- **EXERCISE GOAL**:
Using the records that appear below, write out exactly the lines from the one with "self.table.is_empty()" through the one with "has no mapping.", keeping both end lines.

[Saved data entries]
■ ■ ■ ■ ■ ■ ■
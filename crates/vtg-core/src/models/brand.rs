//! Brand tag model

use std::borrow::Borrow;
use std::fmt;

use serde::{Deserialize, Serialize};

/// Opaque tag selecting which adapter handles a vehicle (e.g. `gm`).
///
/// Internal routing key only; never part of a response body.
#[derive(Debug, Clone, PartialEq, Eq, Hash, PartialOrd, Ord, Serialize, Deserialize)]
#[serde(transparent)]
pub struct BrandTag(String);

impl BrandTag {
    pub fn new(tag: impl Into<String>) -> Self {
        Self(tag.into())
    }

    pub fn as_str(&self) -> &str {
        &self.0
    }
}

impl fmt::Display for BrandTag {
    fn fmt(&self, f: &mut fmt::Formatter<'_>) -> fmt::Result {
        f.write_str(&self.0)
    }
}

impl From<&str> for BrandTag {
    fn from(tag: &str) -> Self {
        Self(tag.to_string())
    }
}

impl From<String> for BrandTag {
    fn from(tag: String) -> Self {
        Self(tag)
    }
}

impl Borrow<str> for BrandTag {
    fn borrow(&self) -> &str {
        &self.0
    }
}
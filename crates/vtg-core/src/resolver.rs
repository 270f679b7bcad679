//! Vehicle identifier resolution
//!
//! Maps an opaque vehicle id to the [`BrandTag`] of the adapter that serves
//! it. The lookup data lives behind the [`BrandSource`] trait so the static
//! table can be swapped for a database without touching callers.

use std::collections::HashMap;
use std::sync::Arc;

use async_trait::async_trait;
use tracing::{debug, warn};

use crate::error::{AdapterError, AdapterResult};
use crate::models::BrandTag;

/// Data source behind the resolver
#[async_trait]
pub trait BrandSource: Send + Sync {
    /// Short label for logs (e.g. "static", "postgres")
    fn kind(&self) -> &'static str;

    /// Look up the brand of a vehicle. `Ok(None)` means "no mapping".
    async fn brand_for(&self, vehicle_id: &str) -> AdapterResult<Option<BrandTag>>;
}

/// In-memory lookup table
#[derive(Debug, Clone, Default)]
pub struct StaticBrandSource {
    table: HashMap<String, BrandTag>,
}

impl StaticBrandSource {
    pub fn new() -> Self {
        Self::default()
    }

    /// Add a mapping (builder style)
    pub fn with(mut self, vehicle_id: impl Into<String>, brand: impl Into<BrandTag>) -> Self {
        self.table.insert(vehicle_id.into(), brand.into());
        self
    }

    pub fn len(&self) -> usize {
        self.table.len()
    }

    pub fn is_empty(&self) -> bool {
        self.table.is_empty()
    }

    /// Iterate over `(vehicle_id, brand)` pairs
    pub fn entries(&self) -> impl Iterator<Item = (&str, &BrandTag)> {
        self.table.iter().map(|(id, brand)| (id.as_str(), brand))
    }
}

impl FromIterator<(String, BrandTag)> for StaticBrandSource {
    fn from_iter<I: IntoIterator<Item = (String, BrandTag)>>(iter: I) -> Self {
        Self {
            table: iter.into_iter().collect(),
        }
    }
}

#[async_trait]
impl BrandSource for StaticBrandSource {
    fn kind(&self) -> &'static str {
        "static"
    }

    async fn brand_for(&self, vehicle_id: &str) -> AdapterResult<Option<BrandTag>> {
        Ok(self.table.get(vehicle_id).cloned())
    }
}

/// Resolves vehicle ids to brand tags
#[derive(Clone)]
pub struct VehicleResolver {
    source: Arc<dyn BrandSource>,
}

impl VehicleResolver {
    pub fn new(source: Arc<dyn BrandSource>) -> Self {
        Self { source }
    }

    /// Resolver over an in-memory table
    pub fn from_static(source: StaticBrandSource) -> Self {
        Self::new(Arc::new(source))
    }

    /// Resolve a vehicle id to its brand tag.
    ///
    /// Fails with [`AdapterError::NotFound`] when the id has no mapping.
    pub async fn resolve(&self, vehicle_id: &str) -> AdapterResult<BrandTag> {
        match self.source.brand_for(vehicle_id).await {
            Ok(Some(brand)) => {
                debug!(
                    vehicle_id = %vehicle_id,
                    brand = %brand,
                    source = self.source.kind(),
                    "Resolved vehicle brand"
                );
                Ok(brand)
            }
            Ok(None) => {
                warn!(
                    vehicle_id = %vehicle_id,
                    source = self.source.kind(),
                    "No brand mapping for vehicle"
                );
                Err(AdapterError::NotFound(format!(
                    "unable to find brand for vehicle_id {}",
                    vehicle_id
                )))
            }
            Err(e) => {
                warn!(
                    vehicle_id = %vehicle_id,
                    source = self.source.kind(),
                    error = %e,
                    "Brand lookup failed"
                );
                Err(e)
            }
        }
    }
}
//! GmAdapter - VehicleAdapter backed by the GM vehicle API

use async_trait::async_trait;
use serde_json::{Map, Value};
use tracing::debug;
use vtg_core::{
    AdapterResult, Battery, BrandTag, Door, EngineCommand, EngineCommandResult, Fuel,
    VehicleAdapter, VehicleInfo,
};

use crate::client::{endpoints, GmClient, ResponseMode};
use crate::config::GmConfig;
use crate::error::Result;
use crate::translate;

/// A `VehicleAdapter` for GM vehicles.
///
/// Each capability is one remote call followed by one translation; the
/// adapter holds no per-vehicle state.
#[derive(Debug, Clone)]
pub struct GmAdapter {
    brand: BrandTag,
    client: GmClient,
}

impl GmAdapter {
    /// Brand tag this adapter registers under
    pub const BRAND: &'static str = "gm";

    pub fn new(client: GmClient) -> Self {
        Self {
            brand: BrandTag::from(Self::BRAND),
            client,
        }
    }

    /// Build the adapter and its client from configuration
    pub fn from_config(config: &GmConfig) -> Result<Self> {
        Ok(Self::new(GmClient::from_config(config)?))
    }

    pub fn client(&self) -> &GmClient {
        &self.client
    }

    async fn data(&self, endpoint: &str, vehicle_id: &str) -> AdapterResult<Value> {
        Ok(self
            .client
            .call(endpoint, vehicle_id, None, ResponseMode::Data)
            .await?)
    }
}

#[async_trait]
impl VehicleAdapter for GmAdapter {
    fn brand(&self) -> &BrandTag {
        &self.brand
    }

    fn name(&self) -> &str {
        "GM vehicle API"
    }

    async fn vehicle_info(&self, vehicle_id: &str) -> AdapterResult<VehicleInfo> {
        let data = self.data(endpoints::VEHICLE_INFO, vehicle_id).await?;
        translate::translate_vehicle_info(&data)
    }

    async fn door_status(&self, vehicle_id: &str) -> AdapterResult<Vec<Door>> {
        let data = self.data(endpoints::SECURITY_STATUS, vehicle_id).await?;
        translate::translate_door_status(&data)
    }

    async fn fuel_level(&self, vehicle_id: &str) -> AdapterResult<Fuel> {
        let data = self.data(endpoints::ENERGY, vehicle_id).await?;
        translate::translate_fuel_level(&data)
    }

    async fn battery_level(&self, vehicle_id: &str) -> AdapterResult<Battery> {
        let data = self.data(endpoints::ENERGY, vehicle_id).await?;
        translate::translate_battery_level(&data)
    }

    async fn set_engine_state(
        &self,
        vehicle_id: &str,
        command: EngineCommand,
    ) -> AdapterResult<EngineCommandResult> {
        let token = translate::engine_command_token(command);
        debug!(vehicle_id = %vehicle_id, command = token, "Sending engine command");

        let mut extra = Map::new();
        extra.insert("command".to_string(), Value::String(token.to_string()));

        let envelope = self
            .client
            .call(endpoints::ACTION_ENGINE, vehicle_id, Some(extra), ResponseMode::Raw)
            .await?;
        let action_result = translate::action_result(&envelope)?;
        translate::translate_engine_result(&action_result)
    }
}
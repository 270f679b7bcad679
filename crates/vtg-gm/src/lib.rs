//! vtg-gm - GM brand adapter
//!
//! Implements [`VehicleAdapter`](vtg_core::VehicleAdapter) for vehicles served
//! by the GM vehicle API. Transport and translation are kept apart:
//!
//! - [`GmClient`]: the remote call primitive (envelope handling, timeouts)
//! - [`translate`]: pure functions from GM payloads to the normalized model
//! - [`GmAdapter`]: wires the two together per capability
//!
//! # Example
//!
//! ```rust,no_run
//! use vtg_core::VehicleAdapter;
//! use vtg_gm::{GmAdapter, GmConfig};
//!
//! #[tokio::main]
//! async fn main() -> Result<(), Box<dyn std::error::Error>> {
//!     let adapter = GmAdapter::from_config(&GmConfig::default())?;
//!     let info = adapter.vehicle_info("1234").await?;
//!     println!("{} ({} doors)", info.vin, info.door_count);
//!     Ok(())
//! }
//! ```
//!
//! # Testing
//!
//! The `testing` module runs a fake GM API in-process:
//!
//! ```rust,ignore
//! use vtg_gm::testing::MockGmServer;
//!
//! let upstream = MockGmServer::start().await?;
//! let adapter = GmAdapter::from_config(&upstream.config())?;
//! ```

mod adapter;
mod client;
mod config;
mod error;
pub mod testing;
pub mod translate;

pub use adapter::GmAdapter;
pub use client::{endpoints, GmClient, ResponseMode};
pub use config::GmConfig;
pub use error::{GmClientError, Result, UPSTREAM_UNREACHABLE};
■ ■ ■ ■ ■ ■ ■
- **ANSWER BOX**:
        self.table.is_empty()
    }

    /// Iterate over `(vehicle_id, brand)` pairs
    pub fn entries(&self) -> impl Iterator<Item = (&str, &BrandTag)> {
        self.table.iter().map(|(id, brand)| (id.as_str(), brand))
    }
}

impl FromIterator<(String, BrandTag)> for StaticBrandSource {
    fn from_iter<I: IntoIterator<Item = (String, BrandTag)>>(iter: I) -> Self {
        Self {
            table: iter.into_iter().collect(),
        }
    }
}

#[async_trait]
impl BrandSource for StaticBrandSource {
    fn kind(&self) -> &'static str {
        "static"
    }

    async fn brand_for(&self, vehicle_id: &str) -> AdapterResult<Option<BrandTag>> {
        Ok(self.table.get(vehicle_id).cloned())
    }
}

/// Resolves vehicle ids to brand tags
#[derive(Clone)]
pub struct VehicleResolver {
    source: Arc<dyn BrandSource>,
}

impl VehicleResolver {
    pub fn new(source: Arc<dyn BrandSource>) -> Self {
        Self { source }
    }

    /// Resolver over an in-memory table
    pub fn from_static(source: StaticBrandSource) -> Self {
        Self::new(Arc::new(source))
    }

    /// Resolve a vehicle id to its brand tag.
    ///
    /// Fails with [`AdapterError::NotFound`] when the id has no mapping.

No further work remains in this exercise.